The metal organogel based on the MIL-53 structure, which is synthesized by the method, is found that the mass activity of the aluminum/nickel-bimetal organogel material is superior to that of the aluminum-single metal organogel material, and the mass activity of the aluminum/nickel/copper-trimetal organogel material is superior to that of the aluminum/nickel-single metal organogel material. The result shows that the Methanol Oxidation (MOR) performance of the metal organogel material is greatly improved due to the multi-metal concerted catalysis after the metal nickel and the metal copper are added.

Claims (4)

1. A preparation method of a MIL-53-based metal organic gel catalyst is characterized by comprising the following steps:
(1) aluminum nitrate nonahydrate Al (NO)3)3•9H2Dissolving O in N, N-dimethylacetamide;
(2) dissolving terephthalic acid in N, N-dimethylacetamide;
(3) pouring the solution in the step (1) into the solution in the step (2), and uniformly dispersing by ultrasonic; and then transferring the mixed solution into a reaction kettle, preserving the heat at the temperature of 120-180 ℃ for 2-10h, naturally cooling, and washing to obtain the aluminum-single metal organic gel material.

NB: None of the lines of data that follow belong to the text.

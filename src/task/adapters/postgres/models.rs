//! Diesel row models for tasks, comments and attachments.

use crate::postgres::schema::{attachments, comments, tasks};
use chrono::{DateTime, Utc};
use diesel::prelude::*;

/// Task row, used for reads and inserts.
#[derive(Debug, Clone, Queryable, Selectable, Insertable)]
#[diesel(table_name = tasks)]
#[diesel(check_for_backend(diesel::pg::Pg))]
pub struct TaskRow {
    /// Task identifier.
    pub id: uuid::Uuid,
    /// Parent board.
    pub board_id: uuid::Uuid,
    /// Column holding the task.
    pub column_id: uuid::Uuid,
    /// Title.
    pub title: String,
    /// Optional description.
    pub description: Option<String>,
    /// Status key.
    pub status: String,
    /// Priority code.
    pub priority: String,
    /// Assigned user.
    pub assignee_id: Option<uuid::Uuid>,
    /// Due date.
    pub due_date: Option<DateTime<Utc>>,
    /// Tags in insertion order.
    pub tags: Vec<String>,
    /// Position within the column.
    pub sort_order: i32,
    /// Creation timestamp.
    pub created_at: DateTime<Utc>,
    /// Last update timestamp.
    pub updated_at: DateTime<Utc>,
}

/// Scalar changes written by a task update.
#[derive(Debug, Clone, AsChangeset)]
#[diesel(table_name = tasks)]
#[diesel(treat_none_as_null = true)]
pub struct TaskChangeset {
    /// Column holding the task.
    pub column_id: uuid::Uuid,
    /// Title.
    pub title: String,
    /// Optional description.
    pub description: Option<String>,
    /// Status key.
    pub status: String,
    /// Priority code.
    pub priority: String,
    /// Assigned user.
    pub assignee_id: Option<uuid::Uuid>,
    /// Due date.
    pub due_date: Option<DateTime<Utc>>,
    /// Tags.
    pub tags: Vec<String>,
    /// Position within the column.
    pub sort_order: i32,
    /// Last update timestamp.
    pub updated_at: DateTime<Utc>,
}

/// Comment row, used for reads and inserts.
#[derive(Debug, Clone, Queryable, Selectable, Insertable)]
#[diesel(table_name = comments)]
#[diesel(check_for_backend(diesel::pg::Pg))]
pub struct CommentRow {
    /// Comment identifier.
    pub id: uuid::Uuid,
    /// Parent task.
    pub task_id: uuid::Uuid,
    /// Author.
    pub author_id: uuid::Uuid,
    /// Body.
    pub content: String,
    /// Creation timestamp.
    pub created_at: DateTime<Utc>,
}

/// Attachment row, used for reads and inserts.
#[derive(Debug, Clone, Queryable, Selectable, Insertable)]
#[diesel(table_name = attachments)]
#[diesel(check_for_backend(diesel::pg::Pg))]
pub struct AttachmentRow {
    /// Attachment identifier.
    pub id: uuid::Uuid,
    /// Parent task.
    pub task_id: uuid::Uuid,
    /// File name.
    pub name: String,
    /// File location.
    pub url: String,
    /// MIME type.
    pub mime_type: String,
    /// Size in bytes.
    pub size_bytes: i64,
    /// Creation timestamp.
    pub created_at: DateTime<Utc>,
}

2. The method for preparing MIL-53 based metal organogel catalyst according to claim 1, wherein said step (1) further comprises mixing aluminum nitrate nonahydrate Al (NO)3)3•9H2O, Nickel nitrate hexahydrate Ni (NO)3)2•6H2Dissolving O in N, N-dimethyl acetamide to obtain the product of aluminum/nickel-bimetal organogel material.
3. The method for preparing MIL-53 based metal organogel catalyst according to claim 1 or 2, wherein the step (1) further comprises mixing aluminum nitrate nonahydrate Al (NO)3)3•9H2O, Nickel nitrate hexahydrate Ni (NO)3)2•6H2O, copper nitrate trihydrate Cu (NO)3)2•3H2Dissolving O in N, N-dimethylacetamide; the obtained product is an aluminum/nickel/copper-trimetal organogel material.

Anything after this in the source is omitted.